"Rarefatto nei dialoghi e nella recitazione, poetico nella raffigurazione quasi prosaica della vita nello Spazio, delirante e lento nei tempi d’azione, il film si rivelò subito straordinariamente innovativo e rivoluzionario tanto da non poter essere quasi recepito nella sua pienezza e nelle sue implicazioni da coloro che lo videro alla Prima del 1968.
Scientificamente perfetto, razionale, freddo e asettico nella puntigliosità con cui è descritta la vita dell’uomo nello spazio, diventa un pezzo unico di “manifestazione di un Mistero totale” nel finale, sbarazzandosi di ogni comune punto di riferimento umano.

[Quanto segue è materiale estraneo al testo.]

//! berth CLI library

pub mod client;
pub mod commands;
pub mod config;
pub mod error;

pub use error::{Error, Result};

use clap::{Parser, Subcommand};

use crate::client::ApiClient;
use crate::config::ClientConfig;

/// berth - materialize service templates into your namespace
#[derive(Parser, Debug)]
#[command(name = "berth")]
#[command(version, about, long_about = None)]
pub struct Cli {
    #[command(subcommand)]
    pub command: Commands,
}

#[derive(Subcommand, Debug)]
pub enum Commands {
    /// List your services
    ListServices,
    /// Create a service from a template
    CreateService(commands::CreateArgs),
    /// Run a command in a service's pods
    ExecService(commands::ExecArgs),
    /// Delete one of your services
    DeleteService(commands::DeleteArgs),
    /// List service templates
    ListTemplates,
    /// Mount your storage into a manifest and print it
    Inject(commands::InjectArgs),
}

impl Cli {
    /// Run the CLI command
    pub async fn run(self) -> Result<()> {
        let config = ClientConfig::discover()?;
        let client = ApiClient::new(&config);

        match self.command {
            Commands::ListServices => commands::list_services(&client).await,
            Commands::CreateService(args) => commands::create_service(&client, args).await,
            Commands::ExecService(args) => commands::exec_service(&client, args).await,
            Commands::DeleteService(args) => commands::delete_service(&client, args).await,
            Commands::ListTemplates => commands::list_templates(&client).await,
            Commands::Inject(args) => commands::inject(&client, args).await,
        }
    }
}
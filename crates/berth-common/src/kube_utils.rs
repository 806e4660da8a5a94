//! Shared Kubernetes utilities using kube-rs
//!
//! Client construction with bounded timeouts, `ApiResource` building for
//! manifests whose kind is only known at runtime, and a deadline wrapper that
//! turns slow cluster calls into retryable upstream errors.

use std::future::Future;
use std::path::Path;
use std::time::Duration;

use kube::config::{KubeConfigOptions, Kubeconfig};
use kube::discovery::ApiResource;
use kube::{Client, Config};
use serde_json::Value;

use crate::Error;

/// Create a kube client from optional kubeconfig path with custom timeouts
pub async fn create_client_with_timeout(
    kubeconfig: Option<&Path>,
    connect_timeout: Duration,
    read_timeout: Duration,
) -> Result<Client, Error> {
    let mut config = match kubeconfig {
        Some(path) => {
            let kubeconfig = Kubeconfig::read_from(path).map_err(|e| {
                Error::internal_with_context(
                    "create_client",
                    format!("failed to read kubeconfig: {}", e),
                )
            })?;
            Config::from_custom_kubeconfig(kubeconfig, &KubeConfigOptions::default())
                .await
                .map_err(|e| {
                    Error::internal_with_context(
                        "create_client",
                        format!("failed to load kubeconfig: {}", e),
                    )
                })?
        }
        None => Config::infer().await.map_err(|e| {
            Error::internal_with_context("create_client", format!("failed to infer config: {}", e))
        })?,
    };
    config.connect_timeout = Some(connect_timeout);
    config.read_timeout = Some(read_timeout);
    Client::try_from(config).map_err(|e| {
        Error::internal_with_context("create_client", format!("failed to create client: {}", e))
    })
}

/// Run a cluster call under a deadline.
///
/// Elapsed deadlines become `UpstreamUnavailable { timed_out: true }`; kube
/// errors are summarized through [`Error::from_kube`].
pub async fn with_deadline<T, Fut>(deadline: Duration, context: &str, call: Fut) -> Result<T, Error>
where
    Fut: Future<Output = Result<T, kube::Error>>,
{
    match tokio::time::timeout(deadline, call).await {
        Ok(Ok(value)) => Ok(value),
        Ok(Err(e)) => Err(Error::from_kube(context, &e)),
        Err(_) => Err(Error::upstream_timeout(context)),
    }
}

/// Identity of a manifest document: what it is, where it lives, what it is called
#[derive(Clone, Debug)]
pub struct ManifestRef {
    /// API resource definition derived from apiVersion/kind
    pub api_resource: ApiResource,
    /// metadata.name
    pub name: String,
    /// metadata.namespace, if set in the document
    pub namespace: Option<String>,
}

impl ManifestRef {
    /// Extract the identity of a manifest document
    pub fn from_document(doc: &Value) -> Result<Self, Error> {
        let api_version = doc
            .get("apiVersion")
            .and_then(Value::as_str)
            .ok_or_else(|| Error::bad_request("manifest missing apiVersion"))?;
        let kind = doc
            .get("kind")
            .and_then(Value::as_str)
            .ok_or_else(|| Error::bad_request("manifest missing kind"))?;
        let name = doc
            .pointer("/metadata/name")
            .and_then(Value::as_str)
            .ok_or_else(|| Error::bad_request(format!("{kind} manifest missing metadata.name")))?;
        let namespace = doc
            .pointer("/metadata/namespace")
            .and_then(Value::as_str)
            .map(str::to_string);

        Ok(Self {
            api_resource: build_api_resource(api_version, kind),
            name: name.to_string(),
            namespace,
        })
    }

    /// Whether this kind lives outside namespaces
    pub fn is_cluster_scoped(&self) -> bool {
        is_cluster_scoped_kind(&self.api_resource.kind)
    }
}

/// Kinds that manifests may carry which are not namespaced
pub fn is_cluster_scoped_kind(kind: &str) -> bool {
    matches!(
        kind,
        "Namespace"
            | "ClusterRole"
            | "ClusterRoleBinding"
            | "PersistentVolume"
            | "StorageClass"
            | "CustomResourceDefinition"
            | "MutatingWebhookConfiguration"
            | "ValidatingWebhookConfiguration"
    )
}

/// Apply order for manifest kinds; lower applies first, deletion runs in reverse.
///
/// Identities and credentials must exist before the workloads that use them.
pub fn kind_priority(kind: &str) -> u8 {
    match kind {
        "Namespace" => 0,
        "ServiceAccount" => 1,
        "ClusterRole" | "Role" => 2,
        "ClusterRoleBinding" | "RoleBinding" => 3,
        "ConfigMap" | "Secret" | "PersistentVolumeClaim" => 4,
        "Service" => 5,
        "Deployment" | "StatefulSet" | "DaemonSet" | "Pod" | "Job" => 6,
        "Ingress" => 7,
        _ => 8,
    }
}

/// Build an ApiResource from a known apiVersion and kind.
///
/// # Example
/// ```ignore
/// let ar = build_api_resource("apps/v1", "Deployment");
/// let api: Api<DynamicObject> = Api::namespaced_with(client, "default", &ar);
/// ```
pub fn build_api_resource(api_version: &str, kind: &str) -> ApiResource {
    let (group, version) = parse_api_version(api_version);
    ApiResource {
        group,
        version,
        kind: kind.to_string(),
        api_version: api_version.to_string(),
        plural: pluralize_kind(kind),
    }
}

/// Parse apiVersion into (group, version)
///
/// # Examples
/// ```
/// use berth_common::kube_utils::parse_api_version;
///
/// let (group, version) = parse_api_version("apps/v1");
/// assert_eq!(group, "apps");
/// assert_eq!(version, "v1");
///
/// let (group, version) = parse_api_version("v1");
/// assert_eq!(group, "");
/// assert_eq!(version, "v1");
/// ```
pub fn parse_api_version(api_version: &str) -> (String, String) {
    match api_version.split_once('/') {
        Some((group, version)) => (group.to_string(), version.to_string()),
        None => (String::new(), api_version.to_string()),
    }
}

/// Irregular plurals for kinds templates commonly emit
const KIND_PLURALS: &[(&str, &str)] = &[
    ("ingress", "ingresses"),
    ("ingressclass", "ingressclasses"),
    ("networkpolicy", "networkpolicies"),
    ("endpoints", "endpoints"),
    ("podsecuritypolicy", "podsecuritypolicies"),
    ("storageclass", "storageclasses"),
    ("priorityclass", "priorityclasses"),
    ("runtimeclass", "runtimeclasses"),
];

/// Pluralize a Kubernetes resource kind
///
/// Uses a lookup table for irregular types, falling back to simple
/// pluralization rules.
pub fn pluralize_kind(kind: &str) -> String {
    let lower = kind.to_lowercase();

    for (singular, plural) in KIND_PLURALS {
        if *singular == lower {
            return (*plural).to_string();
        }
    }

    if lower.ends_with('s') || lower.ends_with("ch") || lower.ends_with("sh") {
        format!("{}es", lower)
    } else if lower.ends_with('y') && !lower.ends_with("ay") && !lower.ends_with("ey") {
        format!("{}ies", &lower[..lower.len() - 1])
    } else {
        format!("{}s", lower)
    }
}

Il proposito stilistico del regista è quello di sperimentare in chiave narrativa il potere dell’immagine e l’uso degli effetti speciali visivi e sonori, inaugurando, in pratica, una nuova concezione del cinema basato sul rapporto diretto tra narrazione e percezione: Non è un caso, quindi, che il film sia per più di due terzi muto. L’autore, infatti, più che narrare si dimostra preoccupato di "far vedere", di mostrare più che di raccontare.
Kubrick, in pratica, intende rivalutare la caratteristica principale del cinema, quella che lo differenzia dalle altre arti, il suo "specifico": la produzione di senso direttamente attraverso l’immagine, il cinema come una sinfonia visiva."